● Activity:
Only the lines from the start of the entries up to and including the line with "pub const AGENT_EMAIL: &str" should be written out, exactly as they stand.

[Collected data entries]
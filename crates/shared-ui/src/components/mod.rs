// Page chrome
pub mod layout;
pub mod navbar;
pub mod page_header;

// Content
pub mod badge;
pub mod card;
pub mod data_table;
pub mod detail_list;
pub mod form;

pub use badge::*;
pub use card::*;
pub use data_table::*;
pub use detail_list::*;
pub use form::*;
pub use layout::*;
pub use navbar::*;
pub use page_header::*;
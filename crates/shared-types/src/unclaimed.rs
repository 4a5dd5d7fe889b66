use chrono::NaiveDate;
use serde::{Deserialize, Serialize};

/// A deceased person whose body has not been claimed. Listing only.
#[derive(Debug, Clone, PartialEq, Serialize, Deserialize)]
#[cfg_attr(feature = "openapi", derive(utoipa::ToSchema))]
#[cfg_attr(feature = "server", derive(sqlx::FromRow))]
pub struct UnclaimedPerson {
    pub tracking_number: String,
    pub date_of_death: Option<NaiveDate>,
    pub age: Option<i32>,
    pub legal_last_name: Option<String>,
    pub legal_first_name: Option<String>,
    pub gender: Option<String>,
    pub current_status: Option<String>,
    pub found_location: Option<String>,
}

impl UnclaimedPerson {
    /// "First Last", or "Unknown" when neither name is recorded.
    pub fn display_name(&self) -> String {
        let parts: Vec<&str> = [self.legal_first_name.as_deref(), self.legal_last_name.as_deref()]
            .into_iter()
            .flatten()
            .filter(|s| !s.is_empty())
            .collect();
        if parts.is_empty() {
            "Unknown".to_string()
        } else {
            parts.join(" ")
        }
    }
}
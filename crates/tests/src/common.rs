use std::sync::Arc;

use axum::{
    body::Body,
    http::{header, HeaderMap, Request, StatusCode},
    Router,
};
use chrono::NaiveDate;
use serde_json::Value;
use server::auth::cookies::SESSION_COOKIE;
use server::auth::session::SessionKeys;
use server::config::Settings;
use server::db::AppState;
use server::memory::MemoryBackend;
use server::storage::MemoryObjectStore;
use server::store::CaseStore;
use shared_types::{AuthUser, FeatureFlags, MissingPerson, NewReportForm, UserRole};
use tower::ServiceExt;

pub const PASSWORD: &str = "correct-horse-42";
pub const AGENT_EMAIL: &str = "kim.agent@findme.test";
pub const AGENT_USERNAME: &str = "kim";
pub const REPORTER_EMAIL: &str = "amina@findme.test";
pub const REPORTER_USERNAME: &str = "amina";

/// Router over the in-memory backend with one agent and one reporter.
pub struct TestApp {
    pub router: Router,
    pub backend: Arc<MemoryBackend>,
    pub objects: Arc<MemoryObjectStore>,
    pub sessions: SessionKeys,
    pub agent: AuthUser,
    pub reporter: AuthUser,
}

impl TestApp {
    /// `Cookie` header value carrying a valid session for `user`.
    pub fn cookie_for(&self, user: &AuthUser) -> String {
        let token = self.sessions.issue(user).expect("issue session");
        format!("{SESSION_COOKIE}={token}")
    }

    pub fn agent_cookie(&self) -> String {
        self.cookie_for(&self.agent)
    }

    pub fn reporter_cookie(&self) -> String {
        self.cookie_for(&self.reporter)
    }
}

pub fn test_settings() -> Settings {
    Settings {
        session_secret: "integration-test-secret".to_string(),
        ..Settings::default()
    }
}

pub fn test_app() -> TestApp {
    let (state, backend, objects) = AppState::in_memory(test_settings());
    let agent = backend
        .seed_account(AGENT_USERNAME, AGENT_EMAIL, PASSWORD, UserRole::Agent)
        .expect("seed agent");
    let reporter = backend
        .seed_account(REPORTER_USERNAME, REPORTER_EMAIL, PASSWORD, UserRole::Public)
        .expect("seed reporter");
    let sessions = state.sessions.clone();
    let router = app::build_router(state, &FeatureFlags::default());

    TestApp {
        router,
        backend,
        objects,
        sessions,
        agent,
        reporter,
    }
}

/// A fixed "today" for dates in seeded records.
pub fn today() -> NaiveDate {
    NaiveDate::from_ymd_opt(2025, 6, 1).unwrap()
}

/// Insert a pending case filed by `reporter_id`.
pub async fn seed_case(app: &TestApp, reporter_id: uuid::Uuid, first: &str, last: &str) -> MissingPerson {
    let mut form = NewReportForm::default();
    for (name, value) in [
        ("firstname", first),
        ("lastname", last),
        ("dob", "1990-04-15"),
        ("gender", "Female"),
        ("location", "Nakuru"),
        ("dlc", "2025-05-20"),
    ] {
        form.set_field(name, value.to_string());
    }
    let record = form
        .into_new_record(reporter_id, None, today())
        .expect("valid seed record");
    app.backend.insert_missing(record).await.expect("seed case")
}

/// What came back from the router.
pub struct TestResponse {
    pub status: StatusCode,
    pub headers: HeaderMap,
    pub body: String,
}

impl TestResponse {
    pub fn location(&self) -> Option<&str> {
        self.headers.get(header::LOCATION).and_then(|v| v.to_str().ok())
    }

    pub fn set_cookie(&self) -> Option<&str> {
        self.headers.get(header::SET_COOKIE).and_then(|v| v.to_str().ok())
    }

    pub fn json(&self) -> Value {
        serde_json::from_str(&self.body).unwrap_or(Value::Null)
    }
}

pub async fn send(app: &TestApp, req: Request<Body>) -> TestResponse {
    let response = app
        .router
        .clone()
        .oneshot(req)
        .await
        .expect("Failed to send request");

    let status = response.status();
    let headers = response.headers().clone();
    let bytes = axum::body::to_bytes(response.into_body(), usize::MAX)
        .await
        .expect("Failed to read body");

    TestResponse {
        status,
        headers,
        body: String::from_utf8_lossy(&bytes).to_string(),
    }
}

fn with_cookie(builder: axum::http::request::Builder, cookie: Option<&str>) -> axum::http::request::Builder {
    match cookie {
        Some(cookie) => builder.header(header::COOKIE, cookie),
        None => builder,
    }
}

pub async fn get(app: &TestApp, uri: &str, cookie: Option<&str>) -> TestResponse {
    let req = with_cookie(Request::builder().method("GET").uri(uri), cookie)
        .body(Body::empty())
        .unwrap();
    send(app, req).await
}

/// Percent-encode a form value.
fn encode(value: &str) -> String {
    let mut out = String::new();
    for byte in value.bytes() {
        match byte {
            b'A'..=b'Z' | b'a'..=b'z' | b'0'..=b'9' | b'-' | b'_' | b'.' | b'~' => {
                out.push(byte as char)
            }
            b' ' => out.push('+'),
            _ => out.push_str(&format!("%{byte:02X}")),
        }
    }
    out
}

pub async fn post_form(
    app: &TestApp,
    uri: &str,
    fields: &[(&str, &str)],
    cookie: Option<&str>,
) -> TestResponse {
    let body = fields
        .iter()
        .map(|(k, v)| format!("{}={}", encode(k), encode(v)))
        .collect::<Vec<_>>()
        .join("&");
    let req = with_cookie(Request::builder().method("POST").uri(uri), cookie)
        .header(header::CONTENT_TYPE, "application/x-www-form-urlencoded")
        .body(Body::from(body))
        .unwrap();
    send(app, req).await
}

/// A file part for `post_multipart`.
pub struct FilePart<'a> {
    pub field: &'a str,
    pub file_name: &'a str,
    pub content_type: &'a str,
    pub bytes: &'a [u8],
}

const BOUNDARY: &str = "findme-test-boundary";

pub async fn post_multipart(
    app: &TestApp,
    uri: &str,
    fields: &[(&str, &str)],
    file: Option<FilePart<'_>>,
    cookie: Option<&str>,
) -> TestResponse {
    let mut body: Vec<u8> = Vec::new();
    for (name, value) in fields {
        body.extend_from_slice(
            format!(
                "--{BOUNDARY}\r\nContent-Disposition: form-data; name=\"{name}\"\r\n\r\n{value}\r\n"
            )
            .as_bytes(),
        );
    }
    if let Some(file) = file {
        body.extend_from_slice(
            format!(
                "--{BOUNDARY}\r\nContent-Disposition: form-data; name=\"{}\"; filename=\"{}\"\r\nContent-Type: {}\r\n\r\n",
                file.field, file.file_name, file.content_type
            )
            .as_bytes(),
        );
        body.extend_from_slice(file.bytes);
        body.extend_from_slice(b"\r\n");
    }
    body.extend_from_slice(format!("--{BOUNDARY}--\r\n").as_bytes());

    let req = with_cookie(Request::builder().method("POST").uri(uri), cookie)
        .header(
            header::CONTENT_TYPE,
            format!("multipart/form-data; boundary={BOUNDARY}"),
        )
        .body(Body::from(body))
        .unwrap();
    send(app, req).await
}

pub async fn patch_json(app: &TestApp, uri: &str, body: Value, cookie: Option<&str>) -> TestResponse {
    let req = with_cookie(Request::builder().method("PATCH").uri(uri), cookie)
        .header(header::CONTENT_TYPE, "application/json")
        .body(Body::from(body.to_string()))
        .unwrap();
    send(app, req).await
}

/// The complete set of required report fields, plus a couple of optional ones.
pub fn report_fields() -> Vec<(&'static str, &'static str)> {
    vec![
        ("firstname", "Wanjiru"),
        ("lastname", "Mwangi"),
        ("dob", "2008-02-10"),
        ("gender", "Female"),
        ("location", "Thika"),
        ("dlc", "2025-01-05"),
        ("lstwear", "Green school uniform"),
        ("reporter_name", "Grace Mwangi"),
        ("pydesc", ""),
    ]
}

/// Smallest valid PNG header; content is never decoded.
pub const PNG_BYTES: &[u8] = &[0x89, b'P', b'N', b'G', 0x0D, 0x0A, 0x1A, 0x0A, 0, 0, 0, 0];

● Response to the task:
filename crates/shared-ui/src/components/mod.rs
// Page chrome
pub mod layout;
pub mod navbar;
pub mod page_header;

// Content
pub mod badge;
pub mod card;
pub mod data_table;
pub mod detail_list;
pub mod form;

pub use badge::*;
pub use card::*;
pub use data_table::*;
pub use detail_list::*;
pub use form::*;
pub use layout::*;
pub use navbar::*;
pub use page_header::*;
filename crates/shared-types/src/unclaimed.rs
repository 4a5dd5d7fe889b66
use chrono::NaiveDate;
use serde::{Deserialize, Serialize};

/// A deceased person whose body has not been claimed. Listing only.
#[derive(Debug, Clone, PartialEq, Serialize, Deserialize)]
#[cfg_attr(feature = "openapi", derive(utoipa::ToSchema))]
#[cfg_attr(feature = "server", derive(sqlx::FromRow))]
pub struct UnclaimedPerson {
    pub tracking_number: String,
    pub date_of_death: Option<NaiveDate>,
    pub age: Option<i32>,
    pub legal_last_name: Option<String>,
    pub legal_first_name: Option<String>,
    pub gender: Option<String>,
    pub current_status: Option<String>,
    pub found_location: Option<String>,
}

impl UnclaimedPerson {
    /// "First Last", or "Unknown" when neither name is recorded.
    pub fn display_name(&self) -> String {
        let parts: Vec<&str> = [self.legal_first_name.as_deref(), self.legal_last_name.as_deref()]
            .into_iter()
            .flatten()
            .filter(|s| !s.is_empty())
            .collect();
        if parts.is_empty() {
            "Unknown".to_string()
        } else {
            parts.join(" ")
        }
    }
}
filename crates/tests/src/common.rs
use std::sync::Arc;

use axum::{
    body::Body,
    http::{header, HeaderMap, Request, StatusCode},
    Router,
};
use chrono::NaiveDate;
use serde_json::Value;
use server::auth::cookies::SESSION_COOKIE;
use server::auth::session::SessionKeys;
use server::config::Settings;
use server::db::AppState;
use server::memory::MemoryBackend;
use server::storage::MemoryObjectStore;
use server::store::CaseStore;
use shared_types::{AuthUser, FeatureFlags, MissingPerson, NewReportForm, UserRole};
use tower::ServiceExt;

pub const PASSWORD: &str = "correct-horse-42";
pub const AGENT_EMAIL: &str = "kim.agent@findme.test";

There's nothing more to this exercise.